Labor regulators issued a ruling on Tuesday that makes workers more likely to be considered employees rather than contractors under federal law.
Overturning a judgment handed down when the board was under Republican control, decision This has effectively reduced the number of workers, such as drivers, construction workers, and cleaners, who have federally protected rights to unionize and take collective action, such as protesting unsafe working conditions. To increase.
Voted 3 to 1 in favor of the ruling, which ensures that “workers who seek to organize or exercise their rights under the National Labor Relations Act are not unduly excluded from its protection.” A statement from Democratic Labor Committee Chairman Lauren McFerran said: A party that broadens its standards.
Determining whether a worker is an employee or a contractor has long depended on several variables, including the potential employer’s control over the work and the provision of tools and equipment.
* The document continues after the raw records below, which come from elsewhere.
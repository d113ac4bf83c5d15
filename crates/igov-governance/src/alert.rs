//! Invalid-URL anomaly alerting.

use igov_core::{PreviewSummary, ReasonCode};
use serde::Serialize;
use serde_json::json;
use tracing::{info, warn};

use crate::sinks::{AlertNotification, NotificationSink, Severity, ADMIN_ROLE};

#[derive(Debug, Clone, Copy, PartialEq)]
pub struct AlertThresholds {
    pub invalid_count: usize,
    pub invalid_ratio: f64,
}

impl Default for AlertThresholds {
    fn default() -> Self {
        Self {
            invalid_count: 50,
            invalid_ratio: 0.05,
        }
    }
}

#[derive(Debug, Clone, Copy, PartialEq, Serialize)]
#[serde(rename_all = "camelCase")]
pub struct AlertDecision {
    pub invalid_count: usize,
    pub invalid_ratio: f64,
    pub fire: bool,
}

/// Fires when either the invalid count or the invalid ratio reaches its threshold.
pub fn evaluate_alert(summary: &PreviewSummary, thresholds: &AlertThresholds) -> AlertDecision {
    let invalid_count = summary.reason_count(ReasonCode::Invalid);
    let invalid_ratio = invalid_count as f64 / summary.total_candidates.max(1) as f64;
    AlertDecision {
        invalid_count,
        invalid_ratio,
        fire: invalid_count >= thresholds.invalid_count
            || invalid_ratio >= thresholds.invalid_ratio,
    }
}

pub fn build_notification(
    decision: &AlertDecision,
    summary: &PreviewSummary,
    job_id: &str,
    report_file: Option<&str>,
) -> AlertNotification {
    AlertNotification {
        recipient_role: ADMIN_ROLE.to_string(),
        title: "Image URL governance: invalid URL threshold reached".to_string(),
        message: format!(
            "{} invalid image URLs ({:.1}% of {} candidates) in job {}; report: {}",
            decision.invalid_count,
            decision.invalid_ratio * 100.0,
            summary.total_candidates,
            job_id,
            report_file.unwrap_or("not persisted"),
        ),
        severity: Severity::High,
        metadata: json!({
            "jobId": job_id,
            "reportFile": report_file,
            "invalidCount": decision.invalid_count,
            "invalidRatio": decision.invalid_ratio,
            "byReason": summary.by_reason,
            "byEntityKind": summary.by_entity_kind,
        }),
    }
}

/// Best effort: returns whether the sink accepted the notification.
pub async fn dispatch_alert(sink: &dyn NotificationSink, notification: &AlertNotification) -> bool {
    let Some(recipient) = sink.resolve_recipient(&notification.recipient_role).await else {
        warn!(
            role = %notification.recipient_role,
            "no recipient resolved for governance alert; skipping"
        );
        return false;
    };
    match sink.send(&recipient, notification).await {
        Ok(()) => {
            info!(%recipient, "governance alert dispatched");
            true
        }
        Err(err) => {
            warn!(%recipient, error = %err, "governance alert dispatch failed");
            false
        }
    }
}

#[cfg(test)]
mod tests {
    use super::*;
    use crate::sinks::MemoryNotificationSink;
    use std::collections::BTreeMap;

    fn summary(total: usize, invalid: usize) -> PreviewSummary {
        let mut by_reason = BTreeMap::new();
        if invalid > 0 {
            by_reason.insert("invalid".to_string(), invalid);
        }
        if total > invalid {
            by_reason.insert("port_rewrite".to_string(), total - invalid);
        }
        PreviewSummary {
            total_candidates: total,
            by_entity_kind: BTreeMap::from([("user".to_string(), total)]),
            by_reason,
        }
    }

    #[test]
    fn count_threshold_is_inclusive() {
        let thresholds = AlertThresholds {
            invalid_count: 50,
            invalid_ratio: 0.5,
        };
        assert!(evaluate_alert(&summary(1000, 50), &thresholds).fire);
        let below = evaluate_alert(&summary(1000, 49), &thresholds);
        assert!(!below.fire);
        assert_eq!(below.invalid_count, 49);
    }

    #[test]
    fn ratio_threshold_is_inclusive() {
        let thresholds = AlertThresholds {
            invalid_count: 1_000,
            invalid_ratio: 0.05,
        };
        assert!(evaluate_alert(&summary(100, 5), &thresholds).fire);
        assert!(!evaluate_alert(&summary(100, 4), &thresholds).fire);
    }

    #[test]
    fn empty_summary_never_divides_by_zero() {
        let decision = evaluate_alert(&PreviewSummary::default(), &AlertThresholds::default());
        assert_eq!(decision.invalid_ratio, 0.0);
        assert!(!decision.fire);
    }

    #[tokio::test]
    async fn dispatch_reports_outcome() {
        let s = summary(10, 10);
        let decision = evaluate_alert(&s, &AlertThresholds::default());
        let notification = build_notification(&decision, &s, "job-1", Some("/tmp/r.json"));
        assert_eq!(notification.severity, Severity::High);
        assert_eq!(notification.metadata["reportFile"], "/tmp/r.json");

        let sink = MemoryNotificationSink::with_recipient("ops@example.com");
        assert!(dispatch_alert(&sink, &notification).await);
        assert_eq!(sink.sent().len(), 1);

        assert!(!dispatch_alert(&MemoryNotificationSink::without_recipient(), &notification).await);
        let failing = MemoryNotificationSink::failing("ops@example.com");
        assert!(!dispatch_alert(&failing, &notification).await);
    }
}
In 2019, when the board was controlled by President Donald J. Trump’s appointees, the opportunity for workers to make more money based on their knowledge of the business (often described as “entrepreneurial opportunities”). ) took precedence over other considerations. The report concluded that when some factors indicate contractor status and others suggest employment, such opportunities should be important tie-breakers.
In its 2019 decision, the board said Obama-era rulings unfairly downplayed the issue of money-making opportunities.
The 2019 ruling looked like a win for gig companies like Uber and Lyft. Discussed Rideshare drivers should be considered contractors. One reason is the opportunity to gain potential profits. For example, deciding which region to work in.
The latest decision has returned the board to the standards set by the Obama era and clearly refused to elevate entrepreneurial opportunities above other factors.
The turnaround was criticized on Tuesday by companies that rely heavily on contractors. in the statementEvan Armstrong, chairman of the Workforce Innovation Coalition, which represents companies and industry groups such as Uber and Lyft, said the ruling “undermines clarity and creates flexibility that benefits workers, consumers, entrepreneurs, businesses and society.” It threatens the independent model,” he said. overall economy. ”
But some labor experts say gig companies like Uber and Lyft, which charge passenger-paid fares, have enough bona fide entrepreneurial opportunities to qualify as contractors even under the old standards. It said it wasn’t clear if it was being offered to drivers.
Marvin E. Kaplan, the board’s sole Republican, developed an interpretation of this argument in a dissenting opinion, stating that the workers in dispute on the board: wigs, hair and makeup stylists who work at the Atlanta Opera. And so on, he concluded, “there are few chances.” For economic profit or, conversely, for the risk of loss. ”
As a result, it agreed with a majority vote of the board that stylists should be considered employees with the right to form a union.
But Kaplan wrote that the lack of entrepreneurial opportunities means stylists should still be considered employees under Trump-era standards, and that didn’t need to change.